■ Task goal ■
Below are some records. Copy every line in them that holds "InvalidPattern".

■ Source data ■
//! Wordle feedback patterns and the consistency check
//!
//! A pattern holds one [`Mark`] per position and is stored as a single base-3 code:
//! - 0 = Miss (letter not in the secret, or already used up)
//! - 1 = Present (letter in the secret, wrong position)
//! - 2 = Hit (letter in the correct position)
//!
//! Position `i` contributes `digit × 3^i`, so the code lies in `0..243`.

use super::error::{Error, Result};
use super::word::{WORD_LENGTH, Word};
use std::fmt;

/// Feedback for a single letter position
#[derive(Debug, Clone, Copy, PartialEq, Eq, Hash)]
pub enum Mark {
    /// Letter not in the secret, or exhausted by earlier marks
    Miss,
    /// Letter in the secret at another position
    Present,
    /// Letter in the secret at this position
    Hit,
}

impl Mark {
    /// Base-3 digit of this mark
    #[inline]
    #[must_use]
    pub const fn code(self) -> u8 {
        match self {
            Self::Miss => 0,
            Self::Present => 1,
            Self::Hit => 2,
        }
    }

    /// Mark for a raw code (0 = Miss, 1 = Present, 2 = Hit)
    ///
    /// # Errors
    /// Returns `Error::InvalidCode` for any other value.
    pub fn from_code(code: u8) -> Result<Self> {
        match code {
            0 => Ok(Self::Miss),
            1 => Ok(Self::Present),
            2 => Ok(Self::Hit),
            other => Err(Error::InvalidCode(other)),
        }
    }

    /// Parse a single feedback symbol
    ///
    /// Accepts G/2/🟩 for Hit, Y/1/🟨 for Present and -/_/0/B/X/⬜/⬛ for Miss,
    /// letters in either case.
    ///
    /// # Errors
    /// Returns `Error::InvalidPattern` for anything else.
    pub fn from_symbol(symbol: char) -> Result<Self> {
        match symbol {
            'G' | 'g' | '2' | '🟩' => Ok(Self::Hit),
            'Y' | 'y' | '1' | '🟨' => Ok(Self::Present),
            '-' | '_' | '0' | 'B' | 'b' | 'X' | 'x' | '⬜' | '⬛' => Ok(Self::Miss),
            other => Err(Error::InvalidPattern(other)),
        }
    }

    /// Compact letter for this mark
    #[must_use]
    pub const fn symbol(self) -> char {
        match self {
            Self::Miss => '-',
            Self::Present => 'Y',
            Self::Hit => 'G',
        }
    }

    /// Colored square for this mark
    #[must_use]
    pub const fn emoji(self) -> char {
        match self {
            Self::Miss => '⬜',
            Self::Present => '🟨',
            Self::Hit => '🟩',
        }
    }
}

/// Feedback pattern for a Wordle guess
///
/// Value range: 0-242 (3^5 - 1 = 243 possible patterns)
#[derive(Debug, Clone, Copy, PartialEq, Eq, Hash, PartialOrd, Ord)]
pub struct FeedbackPattern(u8);

impl FeedbackPattern {
    /// All hits (the guess is the secret)
    pub const SOLVED: Self = Self(242); // 2 + 2×3 + 2×9 + 2×27 + 2×81

    /// Number of distinct patterns
    pub const COUNT: usize = 243;

    /// Create a pattern from a raw base-3 code
    ///
    /// # Panics
    /// Panics in debug mode if value >= 243
    #[inline]
    #[must_use]
    pub const fn new(value: u8) -> Self {
        debug_assert!(value < 243, "Pattern value must be < 243");
        Self(value)
    }

    /// Get the raw pattern value (0-242)
    #[inline]
    #[must_use]
    pub const fn value(self) -> u8 {
        self.0
    }

    /// Check if every position is a Hit
    #[inline]
    #[must_use]
    pub const fn is_solved(self) -> bool {
        self.0 == Self::SOLVED.0
    }

    /// Build a pattern from one mark per position
    #[must_use]
    pub fn from_marks(marks: [Mark; WORD_LENGTH]) -> Self {
        let mut pattern = 0u8;
        let mut multiplier = 1u8;
        for mark in marks {
            pattern += mark.code() * multiplier;
            multiplier *= 3;
        }
        Self(pattern)
    }

    /// Build a pattern from a slice of marks of unchecked length
    ///
    /// # Errors
    /// Returns `Error::LengthMismatch` unless exactly 5 marks are given.
    pub fn from_mark_slice(marks: &[Mark]) -> Result<Self> {
        let marks: [Mark; WORD_LENGTH] = marks.try_into().map_err(|_| Error::LengthMismatch {
            expected: WORD_LENGTH,
            found: marks.len(),
        })?;
        Ok(Self::from_marks(marks))
    }

    /// Build a pattern from raw codes (0 = Miss, 1 = Present, 2 = Hit)
    ///
    /// # Errors
    /// - `Error::LengthMismatch` unless exactly 5 codes are given
    /// - `Error::InvalidCode` for a code outside 0..=2
    ///
    /// # Examples
    /// ```
    /// use wordle_suggest::core::{FeedbackPattern, Mark};
    ///
    /// let pattern = FeedbackPattern::from_codes(&[2, 2, 0, 0, 1]).unwrap();
    /// assert_eq!(pattern.marks()[4], Mark::Present);
    /// assert!(FeedbackPattern::from_codes(&[2, 2, 0, 0, 3]).is_err());
    /// ```
    pub fn from_codes(codes: &[u8]) -> Result<Self> {
        if codes.len() != WORD_LENGTH {
            return Err(Error::LengthMismatch {
                expected: WORD_LENGTH,
                found: codes.len(),
            });
        }

        let mut marks = [Mark::Miss; WORD_LENGTH];
        for (mark, &code) in marks.iter_mut().zip(codes) {
            *mark = Mark::from_code(code)?;
        }
        Ok(Self::from_marks(marks))
    }

    /// Parse a pattern from a string like "GY-GY", "21021" or "🟩🟨⬜🟩🟨"
    ///
    /// Surrounding whitespace is ignored.
    ///
    /// # Errors
    /// - `Error::LengthMismatch` unless there are exactly 5 symbols
    /// - `Error::InvalidPattern` for an unrecognized symbol
    ///
    /// # Examples
    /// ```
    /// use wordle_suggest::core::FeedbackPattern;
    ///
    /// let p1 = FeedbackPattern::parse("GY-GY").unwrap();
    /// let p2 = FeedbackPattern::parse("🟩🟨⬜🟩🟨").unwrap();
    /// let p3 = FeedbackPattern::parse("21021").unwrap();
    /// assert_eq!(p1, p2);
    /// assert_eq!(p1, p3);
    /// ```
    pub fn parse(s: &str) -> Result<Self> {
        let symbols: Vec<char> = s.trim().chars().collect();
        if symbols.len() != WORD_LENGTH {
            return Err(Error::LengthMismatch {
                expected: WORD_LENGTH,
                found: symbols.len(),
            });
        }

        let mut marks = [Mark::Miss; WORD_LENGTH];
        for (mark, &symbol) in marks.iter_mut().zip(&symbols) {
            *mark = Mark::from_symbol(symbol)?;
        }
        Ok(Self::from_marks(marks))
    }

    /// Decode into one mark per position
    #[must_use]
    pub fn marks(self) -> [Mark; WORD_LENGTH] {
        let mut marks = [Mark::Miss; WORD_LENGTH];
        let mut val = self.0;
        for mark in &mut marks {
            *mark = match val % 3 {
                2 => Mark::Hit,
                1 => Mark::Present,
                _ => Mark::Miss,
            };
            val /= 3;
        }
        marks
    }

    /// Calculate the pattern shown when `guess` is played and `secret` is the answer
    ///
    /// Duplicate letters follow Wordle's rules: a letter in the guess is marked at most as
    /// many times as it occurs in the secret, and exact-position matches claim their
    /// occurrences before anything else does.
    ///
    /// # Algorithm
    /// 1. First pass: mark all exact matches (hits) and count the secret's leftover letters
    /// 2. Second pass: mark present letters from the leftover counts, consuming one each
    ///
    /// # Examples
    /// ```
    /// use wordle_suggest::core::{FeedbackPattern, Mark, Word};
    ///
    /// let guess = Word::new("llama").unwrap();
    /// let secret = Word::new("alarm").unwrap();
    /// let pattern = FeedbackPattern::compute(&guess, &secret);
    ///
    /// use Mark::{Hit, Miss, Present};
    /// assert_eq!(pattern.marks(), [Miss, Hit, Hit, Present, Present]);
    /// ```
    #[must_use]
    pub fn compute(guess: &Word, secret: &Word) -> Self {
        let mut result = [Mark::Miss; WORD_LENGTH];
        let mut available = [0u8; 26];

        let pairs = guess.chars().iter().zip(secret.chars());

        // First pass: hits, and tally the secret letters they did not use
        for (i, (&g, &s)) in pairs.clone().enumerate() {
            if g == s {
                result[i] = Mark::Hit;
            } else {
                available[usize::from(s - b'a')] += 1;
            }
        }

        // Second pass: present letters, consuming the tally
        for (i, (&g, _)) in pairs.enumerate() {
            if result[i] == Mark::Hit {
                continue;
            }
            let slot = &mut available[usize::from(g - b'a')];
            if *slot > 0 {
                result[i] = Mark::Present;
                *slot -= 1;
            }
        }

        Self::from_marks(result)
    }

    /// Count the number of hits
    #[must_use]
    pub fn count_hits(self) -> usize {
        self.marks().iter().filter(|&&m| m == Mark::Hit).count()
    }

    /// Count the number of present marks
    #[must_use]
    pub fn count_present(self) -> usize {
        self.marks().iter().filter(|&&m| m == Mark::Present).count()
    }

    /// Convert pattern to emoji string like "🟩🟨⬜🟩🟨"
    #[must_use]
    pub fn to_emoji(self) -> String {
        self.marks().iter().map(|m| m.emoji()).collect()
    }
}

■ Written reply ■
    /// Returns `Error::InvalidPattern` for anything else.
            other => Err(Error::InvalidPattern(other)),
    /// - `Error::InvalidPattern` for an unrecognized symbol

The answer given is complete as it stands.